Some statistical "anomalies" like that are amusing; their errors are obvious. But suppose you test positive for a rare disease, one that affects only one person in every 10,000. And the test the doctor used is highly accurate, that is, it gives the correct answer 99% of the time.

Is it time to panic? No. The odds are still 99% that you DON'T have the disease. If 10,000 people were given the test, 100 of them would test positive, but only one of these would actually have the disease.

Similarly, if vast data banks of DNA now being collected are matched against the DNA from a crime scene--say from blood, saliva, or semen--and a match can be found, should that person be arrested?
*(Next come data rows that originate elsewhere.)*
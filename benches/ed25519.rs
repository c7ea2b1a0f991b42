use eddsa::{Engine, PrivateKey, params};

use criterion::{Criterion, criterion_group, criterion_main};
use std::hint::black_box;

pub fn bench_ed25519(c: &mut Criterion) {
    let key = PrivateKey::from_seed(&[7u8; 32], params::ed25519().unwrap()).unwrap();
    let message = [0u8; 64];

    let mut signer = Engine::new();
    signer.init_sign(&key).unwrap();
    let signature = signer.sign_one_shot(&message).unwrap();

    c.bench_function("ed25519 key from seed", |b| {
        b.iter(|| PrivateKey::from_seed(black_box(&[7u8; 32]), params::ed25519().unwrap()))
    });

    c.bench_function("ed25519 sign 64 bytes", |b| {
        b.iter(|| signer.sign_one_shot(black_box(&message)).unwrap())
    });

    let mut verifier = Engine::new();
    verifier.init_verify(key.public_key()).unwrap();
    c.bench_function("ed25519 verify 64 bytes", |b| {
        b.iter(|| {
            verifier
                .verify_one_shot(black_box(&message), black_box(signature.as_bytes()))
                .unwrap()
        })
    });
}

criterion_group!(benches, bench_ed25519);
criterion_main!(benches);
No, not on the basis of that evidence alone. The DNA sample may match only one person in a million, but if the data bank contains 100 million people, then there can be expected to be 100 people from that data bank who match the crime-scene DNA.

There are law-enforcement programs to sort DNA evidence from hundreds of unsloved crimes against vast DNA data banks. And there are epidemiological studies to test populations of tens of thousands for rare diseases. Such efforts are ripe for false positive findings.

The privacy of personal data is not a trivial matter. In this age of lightening fast computers sifting through vast arrays of data, the emotional and social pain erroneously inflicted may far outweigh the benefits.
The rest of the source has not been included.